Ask Slashdot: Tablet With Root Access By Default?
hweimer writes "I am looking for a small (7") tablet that comes with root access out of the box. I know, I could get one of the usual suspects and root it myself, but I don't want to waste my time in the process and end up voiding my warranty. Basically, I'd like to use it for web browsing, reading PDFs and accessing my e-mails via SSH (extra bonus for X11 forwarding). Any good suggestions, or should I wait for Tizen devices to hit the market?"
I know it's a little dated, and not as fancy as other tablets, but it has everything you just asked for, along with X11 forwarding. I'd strongly suggest taking a look at it. You can even use it as a phone if you'd like. I think they are about $250 now.
Still a pretty decent device considering it's over a year old now.
You don't have to root it per se, but you do want to put on VeganTab or some other ROM (which likely voids the warranty, but the device is cheap for a dual 1Ghz Tegra with a 10" screen... <$250 these days). There's no "jailbreak" step like most other devices. Just put the ROM in the right place and reboot.
The Android market works great now (very improved from the situation before!), so you can load Google Earth and just about anything else without any hassle.
Also have one of these cheap USB keyboard cases for it. Even with that, it still ends up being less bulky yet more fun than my old EeePC 901.
Unfortunately, Android doesn't work great with physical keyboards yet (all kinds of focus issues, and the Ctrl key annoyingly doesn't work in ConnectBot).
None of the things that you said you want to do require root access. Web browsing, SSH, X11 forwarding, PDFs... You can do that all with an Android device without rooting. Heck, you can do that with an Apple device without jailbreaking.
Nook Color, it boots from the CF slot first so you just put down your own OS on a CF card and should you ever have a problem you just pull the card and it's back to factory fresh.
There are 4 boxes to use in the defense of liberty: soap, ballot, jury, ammo. Use in that order. Starting now.
Everything you could pretty much want. But only 16GB. Only one SD slot. Wish they had a way to upgrade the on-board flash to larger capacities. We seriously need a smaller footprint for SSD's. Would be perfect with 128gb.
You can put whatever OS you want on it and the manufacturer encourages it, it just happens to come with android which is Linux under the covers.
I cannot speak for the upcoming Transformer Prime, but its predecessor TF101 can be rooted extremely easily (no time wasted here).
OTA updates keep working and the rooting can easily be undone (actually, the device gets automatically un-rooted every time you do an OTA update).
The super simple rooting procedure is discussed here: http://forum.xda-developers.com/showthread.php?t=1198303
You basically just download a jar to your computer, connect the tablet via USB and follow the instructions on screen. It takes less than 5 minutes. I cannot guarantee that it does not invalidate the warranty, but I would say it doesn't.

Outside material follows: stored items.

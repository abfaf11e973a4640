//! Error types for the hn-app service layer.

/// Application error type that wraps errors from the backend crates and
/// provides a unified interface for front ends.
///
/// The three failure kinds callers care about map as:
/// - invalid input → `InvalidInput`
/// - semantic graph errors → `Graph`
/// - missing target (an expected outcome, not a crash) → `NoPath`
#[derive(Debug, thiserror::Error)]
pub enum AppError {
    #[error("Invalid input: {0}")]
    InvalidInput(String),

    #[error("Graph error: {0}")]
    Graph(String),

    #[error("No path exists to target node {target}")]
    NoPath { target: String },

    #[error("I/O error: {0}")]
    Io(#[from] std::io::Error),

    #[error("JSON error: {0}")]
    Json(#[from] serde_json::Error),
}

/// Result type for hn-app operations.
pub type AppResult<T> = Result<T, AppError>;

// Conversions from backend error types
impl From<hn_graph::ValidationError> for AppError {
    fn from(err: hn_graph::ValidationError) -> Self {
        AppError::InvalidInput(err.to_string())
    }
}

impl From<hn_project::ProjectError> for AppError {
    fn from(err: hn_project::ProjectError) -> Self {
        match err {
            hn_project::ProjectError::Io(e) => AppError::Io(e),
            hn_project::ProjectError::Json(e) => AppError::Json(e),
            other => AppError::InvalidInput(other.to_string()),
        }
    }
}

impl From<hn_engine::GraphError> for AppError {
    fn from(err: hn_engine::GraphError) -> Self {
        AppError::Graph(err.to_string())
    }
}

impl From<hn_dynamic::DynamicError> for AppError {
    fn from(err: hn_dynamic::DynamicError) -> Self {
        match err {
            hn_dynamic::DynamicError::Graph(e) => AppError::Graph(e.to_string()),
            other => AppError::InvalidInput(other.to_string()),
        }
    }
}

I had good experiences with this $200 SmartQ 7 7" tablet which I got 3 years ago (for $200). Runs an Ubuntu build that's mostly in english; apt-get did everything i needed to get my remote desktop on. I don't have a Nook so I'm not sure how it compares.
The supplier I used seems to be out of stock, but presumably there are others:
http://www.dealextreme.com/p/smartdevices-smartq-7-7-0-touchscreen-linux-mid-internet-tablet-667mhz-cpu-wifi-bluetooth-1gb-27904
it is 9" but he HP Touchpad doesn't have to be rooted. Simply enter developer mode ( just type webos20090606) and you've got root access. If not for poor decision making by execs and poor advertising more people would understand just how much you can do with WebOS and the touchpad.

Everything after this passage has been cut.